With caching, you can instruct the server or browser to store the content that was previously shown not to load it every single time a user returns on the page. Loading content directly from cache reduces server resources and improves performance. Kinsta’s study showed that server-side caching can decrease load time by over 30%. To enable caching, you can write a code or use a plugin like WP Rocket or W3 Total Cache for WordPress. Some hosting providers automatically cache static content, optimizing server performance.

Redirects

Each redirect to a page slows down the loading process so you need to reduce their number. Check up on your redirect patterns to make sure there are no redundant redirects that hurt the server response time. There are plenty of tools for checking and tracking individual and bulk redirects.

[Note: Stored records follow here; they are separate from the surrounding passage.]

//! # VOXMAP Rendering
//!
//! Rotating circular minimap for a live voxel world, drawn from the top down.
//!
//! ## Architecture
//!
//! ```text
//! ┌─────────────────────────────────────────────────────────────────┐
//! │ STARTUP (async, once)                                           │
//! │   wait_for_registry ──> ColorTableBuilder ──> ColorTable        │
//! ├─────────────────────────────────────────────────────────────────┤
//! │ FRAME (sync, every display refresh)                             │
//! │   player chunk ──> ChunkTileCache::ensure_loaded                │
//! │                      └── sample_column x 256 per missing chunk  │
//! │   Compositor ──> clear, blit tiles, marker, rotate by yaw       │
//! └─────────────────────────────────────────────────────────────────┘
//! ```
//!
//! ## MANDATE
//!
//! - The frame path never suspends and never returns an error
//! - Column walks only run for chunks that are missing from the cache
//! - Every block color is known before the first frame

#![deny(missing_docs)]
#![deny(unsafe_code)]

pub mod cache;
pub mod config;
pub mod error;
pub mod palette;
pub mod pipeline;
pub mod sampler;
pub mod surface;

pub use cache::{BuildContext, CacheStats, ChunkTile, ChunkTileCache, LoadReport};
pub use config::{AssetConfig, CacheConfig, ColorConfig, MinimapConfig, TimingConfig, ViewportConfig};
pub use error::{MinimapError, MinimapResult};
pub use palette::{
    AssetIndex, AssetResolver, ColorTable, ColorTableBuilder, ColorTableReport, FsImageSource, ImageSource,
    MemoryImageSource,
};
pub use pipeline::{
    rotation_degrees, wait_for_registry, Compositor, FrameOutcome, FrameReport, FrameStats, FrameStatsAccumulator,
    RenderLoop, SkipReason,
};
pub use sampler::{sample_column, ColumnSample};
pub use surface::{RasterSurface, RenderSurface};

SE Ranking’s Website Audit allows you to check the redirects on your website, monitor their status codes, and identify potentially harmful issues with them:

Checking redirects in SE Ranking's Website Audit

Plugin audit

Plugins also significantly contribute to your website’s speed and performance. To avoid negative consequences, make sure you’re using a CMS and plugins for the most current version and based on the latest version of PHP. To identify plugins that can potentially slow down your website, use testing tools that provide information on a plugin’s environment and performance.

Plugin testing tool

Website speed optimization checklist

Let’s sum up the most important things about optimizing website speed and page performance to make your website attractive to users and search engines:

  • Slow website loading times damage your conversions but instead of focusing on speed optimization, you need to analyze and monitor user-centric performance metrics such as page experience signals. They are prioritized by Google and will have a direct impact on rankings starting from the new update in May 2021.
  • Good Core Web Vitals measurements include LCP within the first 2.5 seconds, FID of less than 100 milliseconds, and CLS of less than 0.1. These parameters evaluate how much time a web page needs to become accessible and interactive to users: it’s not about loading a whole page fast but about rendering content above the fold fast. Measure these signals both in a lab environment and with the help of real user monitoring.
  • Testing your website’s performance across page experience parameters, you’ll know what to focus on in speed improvement. Code minification, image optimization, and server hosting upgrade are among the major things you might want to consider. Regularly run a website audit to make sure nothing prevents your web pages from being fast and useful.